I’d like to take a few minutes to direct your attention to mushrooms.
Mushrooms are infrequently at the forefront of the collective consciousness; their glory is oft-relegated to the halls of pizza toppings, Bear Grylls, and Woodstock. However, I learned a mind-boggling truth about them in my otherwise mundane undergraduate Biology II class that has stuck with me since. What I used to think is a mushroom—what you might naïvely still think is a mushroom—is not a mushroom.
Our mental representation of a mushroom, that umbrella-shaped gnome domicile, cannot rightfully claim that name. Mushrooms (fungi) are, in fact, massive networks of slender branches (mycelia, singular mycelium) that grow laterally under the protection of the cool soil. The toadstools we see in nature and the produce aisle are the above-ground fruiting bodies that each mycelium uses to reproduce. They are puny in comparison to what lies beneath. In short, mushrooms are not the essence of the organism, but the evidence that it is there.
And now, on to work.
My field—medicine—is almost necessarily all-consuming. I’ve been a medical student just seven weeks, and I’ve already witnessed my classmates refusing to bail water, surrendering their lives to the deep sea of flashcards and study guides and PowerPoint slides. As I write this, I’m preparing for an exam that seems impossibly dense, yet I know the content hardly scratches the surface of what I will one day know.
In learning environments like this, in jobs like this, it’s difficult to find identity in anything else. But we must. As Christians, we must repeatedly inquire of ourselves if our work is our essence (the fungus) or our evidence (the mushroom).
When our work becomes essential to our identity, it becomes our life-force, the thing in which we place our hope. Thus, all of the evidence–the fruit–in our lives is the outgrowth of our profession. It might be tempting to justify that by focusing on the positive outcomes of our work, but that rationale ignores the unfortunate truth that our work will inevitably disappoint us.
Doctors save, lawyers defend, engineers innovate, teachers inspire…except when they don’t. Disappointment is a 100% “or-your-money-back” guarantee for the human condition. And when the essence disappoints, the evidence shrivels.
When Christ is our reason for living–our vitality, our essence–our work is merely the evidence of His presence in us. He who never disappoints will sustain us when the patient dies, the guilty walks free, the invention breaks, and the student fails.
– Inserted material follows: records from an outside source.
use std::collections::{HashMap, HashSet};
use std::fmt;
use std::sync::Arc;

use lazy_static::lazy_static;
use sm_core::{Article, Sentiment, SentimentSignal};
use tracing::debug;

pub mod lexicon;
pub mod pattern;

pub use lexicon::LexiconAnalyzer;
pub use pattern::PatternAnalyzer;

/// The compound score must clear this margin before it counts as polar
pub const COMPOUND_THRESHOLD: f64 = 0.05;

lazy_static! {
    static ref NEGATIONS: HashSet<&'static str> = [
        "not", "no", "never", "none", "nobody", "nothing", "neither", "nor", "nowhere",
        "cannot", "without", "rarely", "seldom", "despite", "aint", "dont", "doesnt",
        "didnt", "isnt", "arent", "wasnt", "werent", "wont", "cant", "couldnt",
        "shouldnt", "wouldnt", "hasnt", "havent", "hadnt",
    ]
    .into_iter()
    .collect();
}

/// Split on whitespace and strip surrounding punctuation, keeping inner apostrophes.
pub(crate) fn tokenize(text: &str) -> Vec<&str> {
    text.split_whitespace()
        .map(|word| word.trim_matches(|c: char| !c.is_alphanumeric()))
        .filter(|word| !word.is_empty())
        .collect()
}

pub(crate) fn is_negation(lowered: &str) -> bool {
    NEGATIONS.contains(lowered) || lowered.ends_with("n't") || lowered.ends_with("n\u{2019}t")
}

/// Parse a `word<TAB>score` table, skipping blank lines, comments and malformed rows.
pub(crate) fn parse_lexicon(data: &str) -> HashMap<String, f64> {
    data.lines()
        .map(str::trim)
        .filter(|line| !line.is_empty() && !line.starts_with('#'))
        .filter_map(|line| {
            let (word, value) = line.split_once('\t')?;
            let value = value.trim().parse::<f64>().ok()?;
            Some((word.trim().to_lowercase(), value))
        })
        .collect()
}

/// Labels articles by requiring two independent polarity signals to agree.
pub struct SentimentScorer {
    compound: Arc<dyn SentimentSignal>,
    polarity: Arc<dyn SentimentSignal>,
}

impl fmt::Debug for SentimentScorer {
    fn fmt(&self, f: &mut fmt::Formatter<'_>) -> fmt::Result {
        f.debug_struct("SentimentScorer")
            .field("compound", &self.compound.name())
            .field("polarity", &self.polarity.name())
            .finish()
    }
}

impl Default for SentimentScorer {
    fn default() -> Self {
        Self::new(Arc::new(LexiconAnalyzer::new()), Arc::new(PatternAnalyzer::new()))
    }
}

impl SentimentScorer {
    pub fn new(compound: Arc<dyn SentimentSignal>, polarity: Arc<dyn SentimentSignal>) -> Self {
        Self { compound, polarity }
    }

    pub fn score_text(&self, text: &str) -> Sentiment {
        if text.trim().is_empty() {
            return Sentiment::Unknown;
        }

        let compound = self.compound.score(text);
        let polarity = self.polarity.score(text);
        debug!("Sentiment signals: {}={:.3} {}={:.3}", self.compound.name(), compound, self.polarity.name(), polarity);

        if compound > COMPOUND_THRESHOLD && polarity > 0.0 {
            Sentiment::Positive
        } else if compound < -COMPOUND_THRESHOLD && polarity < 0.0 {
            Sentiment::Negative
        } else {
            Sentiment::Neutral
        }
    }

    /// Scores the summary, or the title when the summary is empty.
    pub fn score(&self, article: &Article) -> Sentiment {
        self.score_text(article.summary_or_title())
    }

    pub fn apply(&self, articles: &mut [Article]) {
        for article in articles.iter_mut() {
            article.sentiment = Some(self.score(article));
        }
    }
}
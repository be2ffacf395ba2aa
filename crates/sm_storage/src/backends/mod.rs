pub mod file;
pub mod memory;

pub use file::JsonFileStore;
pub use memory::MemoryStore;
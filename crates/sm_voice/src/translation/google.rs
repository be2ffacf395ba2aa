use std::fmt;

use async_trait::async_trait;
use reqwest::Client;
use serde_json::Value;
use sm_core::config::TranslationSettings;
use sm_core::{Error, Language, Result, Translator};
use tracing::debug;
use url::Url;

const SERVICE: &str = "Google Translate";

/// Client for the public `translate_a/single` endpoint
pub struct GoogleTranslator {
    client: Client,
    endpoint: Url,
}

impl GoogleTranslator {
    pub fn new(settings: &TranslationSettings) -> Result<Self> {
        let endpoint = Url::parse(&settings.endpoint)
            .map_err(|e| Error::Config(format!("Invalid translation endpoint '{}': {}", settings.endpoint, e)))?;
        let client = Client::builder().timeout(settings.timeout()).build()?;
        Ok(Self { client, endpoint })
    }
}

impl fmt::Debug for GoogleTranslator {
    fn fmt(&self, f: &mut fmt::Formatter<'_>) -> fmt::Result {
        f.debug_struct("GoogleTranslator")
            .field("client", &"<reqwest::Client>")
            .field("endpoint", &self.endpoint.as_str())
            .finish()
    }
}

#[async_trait]
impl Translator for GoogleTranslator {
    fn name(&self) -> &str {
        SERVICE
    }

    async fn translate(&self, text: &str, from: Language, to: Language) -> Result<String> {
        let response = self
            .client
            .get(self.endpoint.clone())
            .query(&[
                ("client", "gtx"),
                ("sl", from.code()),
                ("tl", to.code()),
                ("dt", "t"),
                ("q", text),
            ])
            .send()
            .await
            .map_err(|e| Error::upstream(SERVICE, e))?;

        let status = response.status();
        if !status.is_success() {
            return Err(Error::upstream(SERVICE, format!("status {}", status.as_u16())));
        }

        let body: Value = response
            .json()
            .await
            .map_err(|e| Error::TranslationFailed(format!("undecodable response: {}", e)))?;
        let translated = parse_translation(&body)?;
        debug!("Translated {} chars {} -> {}", text.chars().count(), from, to);
        Ok(translated)
    }
}

/// The response is `[[["<translated>", "<source>", ...], ...], ...]`;
/// a null first element means there was nothing to translate.
fn parse_translation(body: &Value) -> Result<String> {
    match body.get(0) {
        Some(Value::Array(segments)) => Ok(segments
            .iter()
            .filter_map(|segment| segment.get(0).and_then(Value::as_str))
            .collect()),
        Some(Value::Null) => Ok(String::new()),
        _ => Err(Error::TranslationFailed("unexpected response shape".to_string())),
    }
}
And we can rest in the assurance that He is glorified in our work, outcomes notwithstanding.
I’d now like to revisit the mind-boggling fact I referenced earlier.
I understand if you found yourself underwhelmed by the fact that a visible mushroom is not really a whole mushroom, so you’ll be pleased to hear that I’ve been withholding the very best detail all this time. That fact is this: the largest organism on earth spans almost 2400 acres (!) and is…a mushroom! But the massive Armillaria ostoye did not come out on top by cropping up willy-nilly all over Oregon; no, its mycelium, its essence, grew deep and wide beneath the surface, allowing its evidence to grow in favorable environments.
Like the underground network of Armillaria ostoye, essence in Christ increases our capacity for experiencing all good things. Evidence of Christ will spring up outside of our work in our families, friendships, hobbies, and moments of rest. Setting projects, deadlines, and flashcards aside, what joy and satisfaction we may experience when our Savior, not our labor, is our treasure.
“You make known to me the path of life; in your presence there is fullness of joy; at your right hand are pleasures evermore.” (Psalm 16:11)
Reality Changing Observations
Q1: What is your essence?
Q2: Can you recall recent instances where you lived as if your value was in evidence rather than essence? Are you seeing people around you do it right now?
Q3: How are you held back from a peace-filled freedom and fullness of joy in Christ?